SUPPLIED DATA:
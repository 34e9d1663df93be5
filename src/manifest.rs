//! Raster file discovery and ordering.
//!
//! A dataset is a directory tree of grid files whose names begin with a
//! sortable timestamp. Scanning resolves the tree into a [`FileManifest`],
//! the ordered catalog every later stage indexes into: batch plans are
//! ranges of manifest indices and projection rows are written back at
//! manifest positions.

use std::ops::Range;
use std::path::{Path, PathBuf};

use glob::{glob, Pattern};
use log::debug;
use rand::rngs::StdRng;
use rand::seq::SliceRandom;
use rand::SeedableRng;

use crate::error::{Error, Result};

/// Characters of the file name (after the suffix is stripped) that carry
/// the timestamp.
const TIMESTAMP_WIDTH: usize = 10;

/// One raster file together with the timestamp taken from its name.
#[derive(Debug, Clone, PartialEq, Eq)]
pub struct ManifestEntry {
    pub timestamp: String,
    pub path: PathBuf,
}

/// Ordered catalog of input rasters.
///
/// Sorted ascending by timestamp at construction, with the full path as a
/// tie breaker, and index-stable afterwards.
#[derive(Debug, Clone, Default)]
pub struct FileManifest {
    entries: Vec<ManifestEntry>,
}

impl FileManifest {
    pub fn len(&self) -> usize {
        self.entries.len()
    }

    pub fn is_empty(&self) -> bool {
        self.entries.is_empty()
    }

    pub fn entries(&self) -> &[ManifestEntry] {
        &self.entries
    }

    pub fn iter(&self) -> std::slice::Iter<'_, ManifestEntry> {
        self.entries.iter()
    }

    /// Entries covered by one planned batch range.
    pub fn slice(&self, range: Range<usize>) -> &[ManifestEntry] {
        &self.entries[range]
    }

    /// A copy of this manifest in seeded pseudo-random order.
    ///
    /// Used to decorrelate the fit ordering from the timestamp ordering;
    /// the original manifest keeps its indices, so projections stay
    /// aligned with it.
    pub fn shuffled(&self, seed: u64) -> FileManifest {
        let mut entries = self.entries.clone();
        entries.shuffle(&mut StdRng::seed_from_u64(seed));
        FileManifest { entries }
    }
}

impl<'a> IntoIterator for &'a FileManifest {
    type Item = &'a ManifestEntry;
    type IntoIter = std::slice::Iter<'a, ManifestEntry>;

    fn into_iter(self) -> Self::IntoIter {
        self.entries.iter()
    }
}

/// Recursively enumerates raster files under `root` whose names end with
/// `suffix` and returns them as a timestamp-ordered manifest.
///
/// The timestamp is the first [`TIMESTAMP_WIDTH`] characters of the file
/// name once the suffix is stripped. Both `root` and `suffix` are taken
/// literally, even where they contain glob metacharacters. Files with
/// non-UTF-8 names are skipped. A root with no matching files yields an
/// empty manifest; the caller decides whether that is an error.
pub fn scan<P: AsRef<Path>>(root: P, suffix: &str) -> Result<FileManifest> {
    // Only the `**` and `*` spliced in here are pattern syntax.
    let escaped = PathBuf::from(Pattern::escape(&root.as_ref().to_string_lossy()));
    let pattern = escaped.join("**").join(format!("*{}", Pattern::escape(suffix)));
    let pattern = pattern.to_string_lossy().into_owned();
    debug!("scanning for rasters with pattern {pattern}");

    let paths = glob(&pattern)
        .map_err(|e| Error::InvalidConfiguration(format!("bad scan pattern {pattern}: {e}")))?;

    let mut entries = Vec::new();
    for path in paths {
        let path = path.map_err(|e| Error::Io(e.into_error()))?;
        if !path.is_file() {
            continue;
        }
        let Some(name) = path.file_name().and_then(|n| n.to_str()) else {
            continue;
        };
        let Some(stem) = name.strip_suffix(suffix) else {
            continue;
        };
        let timestamp: String = stem.chars().take(TIMESTAMP_WIDTH).collect();
        entries.push(ManifestEntry { timestamp, path });
    }
    entries.sort_by(|a, b| a.timestamp.cmp(&b.timestamp).then_with(|| a.path.cmp(&b.path)));
    Ok(FileManifest { entries })
}

#[cfg(test)]
mod tests {
    use super::*;
    use std::fs;
    use tempfile::TempDir;

    fn touch(root: &Path, rel: &str) {
        let path = root.join(rel);
        if let Some(parent) = path.parent() {
            fs::create_dir_all(parent).unwrap();
        }
        fs::write(path, b"x").unwrap();
    }

    fn synthetic(count: usize) -> FileManifest {
        let entries = (0..count)
            .map(|i| ManifestEntry {
                timestamp: format!("{i:010}"),
                path: PathBuf::from(format!("{i:010}.bin")),
            })
            .collect();
        FileManifest { entries }
    }

    #[test]
    fn scan_sorts_by_timestamp_and_recurses() {
        let dir = TempDir::new().unwrap();
        touch(dir.path(), "2021033112_t2m.bin");
        touch(dir.path(), "deep/2021013100_t2m.bin");
        touch(dir.path(), "2021020300_t2m.bin");
        touch(dir.path(), "notes.txt");

        let manifest = scan(dir.path(), ".bin").unwrap();
        let stamps: Vec<_> = manifest.iter().map(|e| e.timestamp.as_str()).collect();
        assert_eq!(stamps, vec!["2021013100", "2021020300", "2021033112"]);
    }

    #[test]
    fn timestamp_is_a_fixed_width_prefix() {
        let dir = TempDir::new().unwrap();
        touch(dir.path(), "2021013100_z500_regridded.bin");
        touch(dir.path(), "short.bin");

        let manifest = scan(dir.path(), ".bin").unwrap();
        assert_eq!(manifest.entries()[0].timestamp, "2021013100");
        assert_eq!(manifest.entries()[1].timestamp, "short");
    }

    #[test]
    fn scan_of_missing_root_is_empty() {
        let dir = TempDir::new().unwrap();
        let manifest = scan(dir.path().join("nope"), ".bin").unwrap();
        assert!(manifest.is_empty());
    }

    #[test]
    fn scan_treats_metacharacters_in_the_root_as_literal() {
        let dir = TempDir::new().unwrap();
        touch(dir.path(), "data[2021]/2021013100_t2m.bin");
        touch(dir.path(), "data[2021]/deep/2021020300_t2m.bin");
        // Read as a character class, "data[2021]" would match this sibling.
        touch(dir.path(), "data2/2021033112_t2m.bin");

        let manifest = scan(dir.path().join("data[2021]"), ".bin").unwrap();
        let stamps: Vec<_> = manifest.iter().map(|e| e.timestamp.as_str()).collect();
        assert_eq!(stamps, vec!["2021013100", "2021020300"]);
    }

    #[test]
    fn shuffled_is_a_seeded_permutation() {
        let manifest = synthetic(20);
        let a = manifest.shuffled(7);
        let b = manifest.shuffled(7);
        assert_eq!(a.entries, b.entries);
        assert_ne!(a.entries, manifest.entries);

        let mut sorted = a.entries.clone();
        sorted.sort_by(|x, y| x.timestamp.cmp(&y.timestamp));
        assert_eq!(sorted, manifest.entries);
    }

    #[test]
    fn different_seeds_give_different_orders() {
        let manifest = synthetic(20);
        assert_ne!(manifest.shuffled(1).entries, manifest.shuffled(2).entries);
    }
}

WHAT TO WORK ON:
What is the number of lines in the data that contain "count"? Write that number and nothing else.

SOLUTION TO THE PROBLEM:
2